Война кончилась. Мирная жизнь постепенно налаживалась. Но жили крайне бедно. Пахали на коровах, в том числе на нашей Зорьке. Техники-то практически никакой не было: ни тракторов, ни комбайнов. Быков – и тех не хватало! После такой работы корова доиться почти перестала – давала лишь около литра молока в сутки. А государству нужно было сдать в год триста литров. Так что мы сами молока не пили. А ещё нужно было сдавать яйца, если есть птица. Если заколол телёнка или поросёнка – обязан сдать шкуру. По дворам ходили ответственные работники и всякие активисты – переписывали всё имущество. Спрашивали, какая есть живность. Если корова замычит – её уже не спрячешь. Поросёнка, правда, прятали: лежит себе в сарайчике и не хрюкает. Так делали все – и на это закрывали глаза. Ну, а на Рождество свиней кололи. Причём по ночам, чтобы никто не увидел. Щетину палили так: возьмут пук соломы, подожгут – и опаливают. Ночью-то, бывало, выйдешь на улицу – и видишь: то тут, то там во дворах вспыхивает костёр. Следы потом заметали, чтобы никто ничего не обнаружил. Сейчас это кому-то покажется забавным. А тогда было не до смеха: могли и наказать за то, что от государства утаил. К тому же, действовал так называемый «закон о пяти колосках»: кто подберёт пять хлебных колосков на колхозном поле, тому дадут срок – пять лет. Когда шла уборка урожая, трудились, пока погода позволяла. Если ночь лунная, то и при свете луны – иначе не успеешь собрать урожай, а за это тоже могли наказать.

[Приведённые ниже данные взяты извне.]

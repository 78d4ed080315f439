// SPDX-License-Identifier: MIT
// Copyright 2026 Roland Dreier <roland@rolandd.dev>

//! Structured logging setup for the host application.

use tracing_subscriber::{layer::SubscriberExt, util::SubscriberInitExt, EnvFilter};

/// Directives applied when `RUST_LOG` is not set.
pub const DEFAULT_DIRECTIVES: &str = "fitlog=debug,info";

/// Initialize structured JSON logging.
///
/// `RUST_LOG` takes precedence over `directives`. Returns an error if a
/// global subscriber is already installed.
pub fn init_logging(directives: Option<&str>) -> Result<(), LoggingError> {
    let filter = match EnvFilter::try_from_default_env() {
        Ok(filter) => filter,
        Err(_) => EnvFilter::try_new(directives.unwrap_or(DEFAULT_DIRECTIVES))
            .map_err(|e| LoggingError::Filter(e.to_string()))?,
    };

    let format = tracing_subscriber::fmt::layer()
        .json()
        .with_target(false)
        .with_current_span(true)
        .flatten_event(true);

    tracing_subscriber::registry()
        .with(filter)
        .with(format)
        .try_init()
        .map_err(|e| LoggingError::Install(e.to_string()))
}

/// Logging setup errors
#[derive(Debug, thiserror::Error)]
pub enum LoggingError {
    #[error("Invalid log filter: {0}")]
    Filter(String),

    #[error("Failed to install subscriber: {0}")]
    Install(String),
}
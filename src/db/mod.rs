//! Persistence layer (on-device key-value storage).

pub mod kv;

pub use kv::{KeyGuard, KvStore};

/// Storage keys. The layout is shared with earlier releases and must not change.
pub mod keys {
    /// JSON array of every profile
    pub const PROFILES: &str = "profiles";
    /// Plain string id of the selected profile
    pub const ACTIVE_PROFILE_ID: &str = "active_profile_id";
    /// Single-profile record from before multi-profile support
    pub const LEGACY_PROFILE: &str = "user_profile";
    /// Unscoped workout log from before multi-profile support
    pub const LEGACY_WORKOUT_LOGS: &str = "@workout_logs";

    /// Workout log collection owned by one profile.
    pub fn workout_logs(profile_id: &str) -> String {
        format!("{}_{}", LEGACY_WORKOUT_LOGS, profile_id)
    }
}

Из родных моих с войны вернулся только двоюродный дядя Николай Бовтун. Он был ранен под Кенигсбергом. Осколок в нём так и сидел всю жизнь: доставать было трудно и опасно. Работал он плотником. Скончался в 1966-м. Такая же картина по всей деревне: из нескольких сотен призванных в ряды РККА уцелело несколько десятков. Практически все, кто вернулся, были ранены, многие – тяжело, так что и прожили потом недолго. Из моих друзей почти ни у кого не было отцов: погибли на фронте. На нашей улице – длинной, километра полтора – взрослых мужиков после войны жило два человека. Среди возвратившихся был Николай Ульянович Драпико – он ходил на костылях после тяжёлого ранения. Ему довелось участвовать в пленении фельдмаршала Паулюса. Рассказывал, что немцы держались высокомерно, как будто не их брали в плен, а наоборот!..

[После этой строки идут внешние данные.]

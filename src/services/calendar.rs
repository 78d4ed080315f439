// SPDX-License-Identifier: MIT
// Copyright 2026 Roland Dreier <roland@rolandd.dev>

//! Calendar index derived from a workout log.
//!
//! Nothing here is stored: the index is recomputed from `list_entries`
//! whenever the calendar is shown.

use crate::models::WorkoutEntry;
use serde::{Deserialize, Serialize};
use std::collections::BTreeMap;
use std::str::FromStr;
#[cfg(feature = "binding-generation")]
use ts_rs::TS;

/// Marker for a day that has at least one entry.
#[derive(Debug, Clone, PartialEq, Eq, Serialize, Deserialize)]
#[cfg_attr(feature = "binding-generation", derive(TS))]
#[cfg_attr(
    feature = "binding-generation",
    ts(export, export_to = "bindings/")
)]
pub struct DayMarker {
    pub marked: bool,
    #[serde(rename = "dotColor")]
    pub dot_color: String,
}

/// Which entry's category color marks a day with several entries.
///
/// Entries are visited in log order (newest first), so `LastEntry` picks
/// the oldest entry of that day and `FirstEntry` the newest.
#[derive(Debug, Clone, Copy, Default, PartialEq, Eq)]
pub enum DotColorRule {
    #[default]
    LastEntry,
    FirstEntry,
}

impl FromStr for DotColorRule {
    type Err = String;

    fn from_str(s: &str) -> Result<Self, Self::Err> {
        match s {
            "last" => Ok(DotColorRule::LastEntry),
            "first" => Ok(DotColorRule::FirstEntry),
            other => Err(format!("unknown dot color rule '{}'", other)),
        }
    }
}

/// Normalize a stored display date to an ISO `YYYY-MM-DD` key.
///
/// Accepts `DD.MM.YYYY`, `DD/MM/YYYY` and `YYYY-MM-DD`, with one- or
/// two-digit day and month. Anything else is returned unchanged.
pub fn normalize_date(raw: &str) -> String {
    let trimmed = raw.trim();

    let parts = ['.', '/']
        .into_iter()
        .find_map(|sep| split_three(trimmed, sep).map(|(d, m, y)| (y, m, d)))
        .or_else(|| split_three(trimmed, '-'));

    match parts {
        Some((year, month, day))
            if is_year(year) && is_day_or_month(month) && is_day_or_month(day) =>
        {
            format!("{}-{:0>2}-{:0>2}", year, month, day)
        }
        _ => raw.to_string(),
    }
}

fn split_three(s: &str, sep: char) -> Option<(&str, &str, &str)> {
    let mut it = s.split(sep);
    let parts = (it.next()?, it.next()?, it.next()?);
    it.next().is_none().then_some(parts)
}

fn is_digits(s: &str) -> bool {
    !s.is_empty() && s.bytes().all(|b| b.is_ascii_digit())
}

fn is_year(s: &str) -> bool {
    s.len() == 4 && is_digits(s)
}

fn is_day_or_month(s: &str) -> bool {
    s.len() <= 2 && is_digits(s)
}

/// One marker per distinct date, colored per `rule`.
pub fn build_day_index(
    entries: &[WorkoutEntry],
    rule: DotColorRule,
) -> BTreeMap<String, DayMarker> {
    let mut index = BTreeMap::new();

    for entry in entries {
        let key = normalize_date(&entry.date);
        if rule == DotColorRule::FirstEntry && index.contains_key(&key) {
            continue;
        }
        index.insert(
            key,
            DayMarker {
                marked: true,
                dot_color: entry.category.color.clone(),
            },
        );
    }

    index
}

/// Entries whose date normalizes to `iso_date`, in log order.
pub fn entries_for_date<'a>(
    entries: &'a [WorkoutEntry],
    iso_date: &str,
) -> Vec<&'a WorkoutEntry> {
    entries
        .iter()
        .filter(|e| normalize_date(&e.date) == iso_date)
        .collect()
}

/// Entries grouped by ISO date, each group in log order.
pub fn group_by_date(entries: &[WorkoutEntry]) -> BTreeMap<String, Vec<&WorkoutEntry>> {
    let mut groups: BTreeMap<String, Vec<&WorkoutEntry>> = BTreeMap::new();
    for entry in entries {
        groups.entry(normalize_date(&entry.date)).or_default().push(entry);
    }
    groups
}

#[cfg(test)]
mod tests {
    use super::*;
    use crate::models::category;

    fn entry(id: &str, date: &str, category_id: &str) -> WorkoutEntry {
        WorkoutEntry {
            id: id.to_string(),
            name: format!("Entry {}", id),
            date: date.to_string(),
            category: category::find_category(category_id).unwrap().snapshot(),
            units: vec![],
        }
    }

    #[test]
    fn test_normalize_dotted_date() {
        assert_eq!(normalize_date("05.03.2024"), "2024-03-05");
        assert_eq!(normalize_date("5.3.2024"), "2024-03-05");
    }

    #[test]
    fn test_normalize_slashed_date() {
        assert_eq!(normalize_date("05/03/2024"), "2024-03-05");
        assert_eq!(normalize_date("15/11/2023"), "2023-11-15");
    }

    #[test]
    fn test_normalize_iso_is_idempotent() {
        assert_eq!(normalize_date("2024-03-05"), "2024-03-05");
        assert_eq!(normalize_date(&normalize_date("05.03.2024")), "2024-03-05");
        assert_eq!(normalize_date("2024-3-5"), "2024-03-05");
    }

    #[test]
    fn test_normalize_unknown_format_unchanged() {
        assert_eq!(normalize_date("March 5, 2024"), "March 5, 2024");
        assert_eq!(normalize_date("3/5/24"), "3/5/24");
        assert_eq!(normalize_date("05.03.2024.1"), "05.03.2024.1");
        assert_eq!(normalize_date("ab.cd.efgh"), "ab.cd.efgh");
        assert_eq!(normalize_date(""), "");
    }

    #[test]
    fn test_day_index_one_marker_per_date() {
        let entries = vec![
            entry("3", "06.03.2024", "cardio"),
            entry("2", "05.03.2024", "yoga"),
            entry("1", "5.3.2024", "power"),
        ];

        let index = build_day_index(&entries, DotColorRule::LastEntry);
        assert_eq!(index.len(), 2);
        assert_eq!(index["2024-03-06"].dot_color, "#FF2D55");
        assert!(index["2024-03-05"].marked);
    }

    #[test]
    fn test_day_index_tie_break_rules() {
        let entries = vec![
            entry("2", "05.03.2024", "yoga"),
            entry("1", "05.03.2024", "power"),
        ];

        let last = build_day_index(&entries, DotColorRule::LastEntry);
        assert_eq!(last["2024-03-05"].dot_color, "#FF9500");

        let first = build_day_index(&entries, DotColorRule::FirstEntry);
        assert_eq!(first["2024-03-05"].dot_color, "#5856D6");
    }

    #[test]
    fn test_day_marker_json() {
        let json = serde_json::to_string(&DayMarker {
            marked: true,
            dot_color: "#34C759".to_string(),
        })
        .unwrap();
        assert_eq!(json, r##"{"marked":true,"dotColor":"#34C759"}"##);
    }

    #[test]
    fn test_entries_for_date_matches_mixed_formats() {
        let entries = vec![
            entry("3", "2024-03-05", "study"),
            entry("2", "06.03.2024", "yoga"),
            entry("1", "5/3/2024", "power"),
        ];

        let ids: Vec<&str> = entries_for_date(&entries, "2024-03-05")
            .into_iter()
            .map(|e| e.id.as_str())
            .collect();
        assert_eq!(ids, vec!["3", "1"]);
        assert!(entries_for_date(&entries, "2024-03-07").is_empty());
    }

    #[test]
    fn test_group_by_date() {
        let entries = vec![
            entry("3", "06.03.2024", "cardio"),
            entry("2", "05.03.2024", "yoga"),
            entry("1", "05.03.2024", "power"),
        ];

        let groups = group_by_date(&entries);
        let keys: Vec<&String> = groups.keys().collect();
        assert_eq!(keys, vec!["2024-03-05", "2024-03-06"]);
        assert_eq!(groups["2024-03-05"].len(), 2);
        assert_eq!(groups["2024-03-05"][0].id, "2");
    }

    #[test]
    fn test_dot_color_rule_from_str() {
        assert_eq!("last".parse::<DotColorRule>(), Ok(DotColorRule::LastEntry));
        assert_eq!("first".parse::<DotColorRule>(), Ok(DotColorRule::FirstEntry));
        assert!("middle".parse::<DotColorRule>().is_err());
    }
}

После войны, конечно, надо было поднимать сельское хозяйство. А техники, повторюсь, никакой. К тому же, люди в поле или в лесу нередко гибли или калечились, наткнувшись на неразорвавшиеся снаряды, мины или бомбы. Мы, мальчишки, часто находили пули, гильзы, патроны. Как-то раз в сентябре мы были в школе – и тут раздался оглушительный взрыв. Потом оказалось, что в поле выпахали снаряд, и один парень, то ли по глупости, то ли по неосторожности, взял его в руки, стал стучать по нему палкой, и при этом шёл к костру, где сидели ребята. Снаряд взорвался – и от парня ничего не осталось. Это было жутко.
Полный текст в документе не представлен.